Duas recentes decisões da Justiça de São
Paulo autorizaram que empresas paguem suas dívidas de Imposto sobre
Circulação de Mercadorias e Serviços (ICMS) com precatórios,
alimentares ou não, adquiridos de terceiros. O entendimento, antes raro
no estado, mostra que a jurisprudência sobre o tema está mudando e
deve encorajar as empresas a comprar precatórios, que podem ser
adquiridos com até 70% de deságio e significar importante ganho com a
redução dos débitos.
“Os juízes, cada vez mais, estão
concedendo a compensação. Mais de 50% deles já autorizam a medida,
porcentagem que antes girava em torno de 20%. O Tribunal de Justiça
paulista também está mudando sua jurisprudência”, diz Nelson Lacerda,
do Lacerda & Lacerda Advogados e responsável pelos casos. Ele
explica que a compensação foi convalidada pela Emenda Constitucional
62, de 2009, que mudou o regime de pagamento de precatórios. O Supremo
Tribunal Federal deve voltar a julgar no segundo semestre a ação que
questiona a nova regra.
A norma, apelidada de emenda do calote,
dilatou o prazo para que estados e municípios paguem suas dívidas
judiciais. Ela determinou que os devedores paguem os precatórios em 15
anos (regime anual) ou destinem uma parcela mínima – entre 1% e 1,5%
nos municípios, e entre 1,5% e 2% nos estados – de sua receita líquida
mensal para o pagamento (regime mensal). Segundo Lacerda, o valor não
paga sequer os juros do passivo.
A dívida total dos estados e municípios,
segundo o último levantamento do Conselho Nacional de Justiça (CNJ), é
de R$ 84 bilhões – o valor hoje já deve ultrapassar os R$ 100 bilhões.
São Paulo é o maior devedor de precatórios, com dívida de mais de R$
20 bilhões só no TJ estadual.
Mas, segundo Lacerda, a emenda 62, que
ainda extinguiu o sequestro de verbas dos devedores e formalizou que a
cessão do título não precisa de autorização do devedor, legitimou a
compensação. “Ela é a única solução para recebimento dos precatórios e
traz lucratividade para as empresas.

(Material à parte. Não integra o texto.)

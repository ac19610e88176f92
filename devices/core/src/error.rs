//! Errors shared by every device driver.

/// Errors that can occur while opening or updating a device
#[derive(Debug, thiserror::Error)]
pub enum DeviceError {
    /// Device was not found
    #[error("device not found")]
    DeviceNotFound,

    /// A handshake report was rejected or answered with a short reply
    #[error("handshake failed at report {report_id:#04x}: {reason}")]
    Handshake { report_id: u8, reason: &'static str },

    /// The device never acknowledged a handshake step
    #[error("device did not acknowledge after {attempts} polls")]
    HandshakeTimeout { attempts: u32 },

    /// Color data was sent before the session was established
    #[error("device is not initialized")]
    NotInitialized,

    /// The transport accepted fewer bytes than the report length
    #[error("short write: {written} of {expected} bytes")]
    ShortWrite { expected: usize, written: usize },

    /// Command failed on the device
    #[error("command failed: {0}")]
    CommandFailed(&'static str),

    /// The batch was abandoned before any report was written
    #[error("update cancelled")]
    Cancelled,

    /// HID communication error
    #[error("hid error: {0}")]
    Hid(#[from] hidapi::HidError),

    /// Generic IO error
    #[error("io error: {0}")]
    Io(#[from] std::io::Error),
}

impl DeviceError {
    /// Whether this error happened while bringing the device up, as opposed to
    /// while pushing a frame
    pub fn is_initialization(&self) -> bool {
        matches!(
            self,
            Self::DeviceNotFound | Self::Handshake { .. } | Self::HandshakeTimeout { .. }
        )
    }
}

pub type Result<T> = std::result::Result<T, DeviceError>;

O estado também se livra de uma
dívida”, diz.
Não é o entendimento da Fazenda Pública
de São Paulo, que sempre veta a compensação e recorre de decisões por
entender que o estado não tem lei específica autorizando a prática.
Lacerda afirma que onze estados estão fazendo a compensação no âmbito
administrativo, como Santa Catarina, Tocantins, Pará, Alagoas e Minas
Gerais. Nem todos têm leis regulamentando o funcionamento da medida,
por entender que a emenda é auto-aplicável. “Quando há lei autorizando a
compensação, o deságio gira em torno de 18%”, diz.
O STF já autorizou, em 2004, a compensação – o último caso é de 2007, relatado pelo ministro aposentado Eros Grau.
A 1ª Vara da Fazenda Pública paulista
concedeu a compensação de ICMS, no valor de R$ 143 mil, a uma empresa
de embalagens. Na decisão é reconhecido o direito líquido e certo na
compensação de débito tributário com os créditos de precatórios
vencidos e não pago do qual a empresa é cessionária. “Não houve
pagamento do crédito, de modo que, feita a sua cessão como largamente
permitido pela Constituição, deve a entidade devedora recebê-lo como
liberação de débito fiscal. Impedir a cessão para efeito de compensação
equivale a castigar ainda mais o credor quando um outro, comum, pode
fazê-lo tranquilamente e auferir, na medida do negócio bilateral, o
rendimento que lhe aprouver”, afirma a juíza na decisão. No outro caso,
a 13ª Vara da Fazenda Pública atendeu pedido de uma empresa de águas
minerais. Em um terceiro processo, uma empresa de equipamentos de
segurança obteve mandado de segurança para que não fosse incluída no
Cadastro de Inadimplentes (Cadin ) enquanto não for julgado o seu
pedido de compensação de dívidas fiscais por precatórios.